▸ **Required action**: Exact copies of all the records below should be returned.

Stored items
-- Opening Marker --

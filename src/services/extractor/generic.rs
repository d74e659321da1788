//! Generic HTML re-scan with speculative verification
//!
//! Collects every plausible id from broad patterns and free-standing tokens,
//! then asks the verifier about each in order. The costliest strategy, so it
//! runs last and verifies a bounded number of candidates.

use std::sync::Arc;
use tracing::{debug, info};

use super::{ProviderPatterns, SourceVerifier};

pub struct GenericRescan {
    patterns: Arc<ProviderPatterns>,
    verifier: Arc<dyn SourceVerifier>,
    max_candidates: usize,
}

impl GenericRescan {
    pub fn new(
        patterns: Arc<ProviderPatterns>,
        verifier: Arc<dyn SourceVerifier>,
        max_candidates: usize,
    ) -> Self {
        Self {
            patterns,
            verifier,
            max_candidates,
        }
    }

    /// First candidate in `html` the verifier accepts
    pub async fn find(&self, html: &str) -> Option<String> {
        let candidates = self.patterns.rescan_candidates(html);
        debug!(
            found = candidates.len(),
            checking = candidates.len().min(self.max_candidates),
            "generic re-scan candidates"
        );

        for candidate in candidates.into_iter().take(self.max_candidates) {
            if self.verifier.verify(&candidate).await {
                info!(id = %candidate, "candidate verified");
                return Some(candidate);
            }
            debug!(id = %candidate, "candidate rejected");
        }

        None
    }
}

#[cfg(test)]
mod tests {
    use super::*;
    use crate::services::extractor::test_support::{provider_patterns, FakeVerifier};

    fn rescan(verifier: Arc<FakeVerifier>, limit: usize) -> GenericRescan {
        GenericRescan::new(Arc::new(provider_patterns()), verifier, limit)
    }

    #[tokio::test]
    async fn test_first_verified_candidate_wins() {
        let html = r#"<div data-rpm-id="aaaa1"></div><script>{"video_id":"bbbb2"}</script>"#;
        let verifier = Arc::new(FakeVerifier::accepting(&["bbbb2"]));

        let found = rescan(verifier.clone(), 8).find(html).await;
        assert_eq!(found.as_deref(), Some("bbbb2"));
        assert_eq!(verifier.calls(), vec!["aaaa1", "bbbb2"]);
    }

    #[tokio::test]
    async fn test_candidate_cap() {
        let html = "x1aaa x2bbb x3ccc x4ddd x5eee";
        let verifier = Arc::new(FakeVerifier::accepting(&["x5eee"]));

        let found = rescan(verifier.clone(), 3).find(html).await;
        assert!(found.is_none());
        assert_eq!(verifier.calls().len(), 3);
    }

    #[tokio::test]
    async fn test_nothing_to_verify() {
        let verifier = Arc::new(FakeVerifier::default());
        let found = rescan(verifier.clone(), 8).find("<p>ok</p>").await;
        assert!(found.is_none());
        assert!(verifier.calls().is_empty());
    }
}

-- Closing Marker --

▸ **Result of the exercise**:
filename src/services/extractor/generic.rs
repository d74e659321da1788
//! Generic HTML re-scan with speculative verification
//!
//! Collects every plausible id from broad patterns and free-standing tokens,
//! then asks the verifier about each in order. The costliest strategy, so it
//! runs last and verifies a bounded number of candidates.

use std::sync::Arc;
use tracing::{debug, info};

use super::{ProviderPatterns, SourceVerifier};

pub struct GenericRescan {
    patterns: Arc<ProviderPatterns>,
    verifier: Arc<dyn SourceVerifier>,
    max_candidates: usize,
}

impl GenericRescan {
    pub fn new(
        patterns: Arc<ProviderPatterns>,
        verifier: Arc<dyn SourceVerifier>,
        max_candidates: usize,
    ) -> Self {
        Self {
            patterns,
            verifier,
            max_candidates,
        }
    }

    /// First candidate in `html` the verifier accepts
    pub async fn find(&self, html: &str) -> Option<String> {
        let candidates = self.patterns.rescan_candidates(html);
        debug!(
            found = candidates.len(),
            checking = candidates.len().min(self.max_candidates),
            "generic re-scan candidates"
        );

        for candidate in candidates.into_iter().take(self.max_candidates) {
            if self.verifier.verify(&candidate).await {
                info!(id = %candidate, "candidate verified");
                return Some(candidate);
            }
            debug!(id = %candidate, "candidate rejected");
        }

        None
    }
}

#[cfg(test)]
mod tests {
    use super::*;
    use crate::services::extractor::test_support::{provider_patterns, FakeVerifier};

    fn rescan(verifier: Arc<FakeVerifier>, limit: usize) -> GenericRescan {
        GenericRescan::new(Arc::new(provider_patterns()), verifier, limit)
    }

    #[tokio::test]
    async fn test_first_verified_candidate_wins() {
        let html = r#"<div data-rpm-id="aaaa1"></div><script>{"video_id":"bbbb2"}</script>"#;
        let verifier = Arc::new(FakeVerifier::accepting(&["bbbb2"]));

        let found = rescan(verifier.clone(), 8).find(html).await;
        assert_eq!(found.as_deref(), Some("bbbb2"));
        assert_eq!(verifier.calls(), vec!["aaaa1", "bbbb2"]);
    }

    #[tokio::test]
    async fn test_candidate_cap() {
        let html = "x1aaa x2bbb x3ccc x4ddd x5eee";
        let verifier = Arc::new(FakeVerifier::accepting(&["x5eee"]));

        let found = rescan(verifier.clone(), 3).find(html).await;
        assert!(found.is_none());
        assert_eq!(verifier.calls().len(), 3);
    }

    #[tokio::test]
    async fn test_nothing_to_verify() {
        let verifier = Arc::new(FakeVerifier::default());
        let found = rescan(verifier.clone(), 8).find("<p>ok</p>").await;
        assert!(found.is_none());
        assert!(verifier.calls().is_empty());
    }
}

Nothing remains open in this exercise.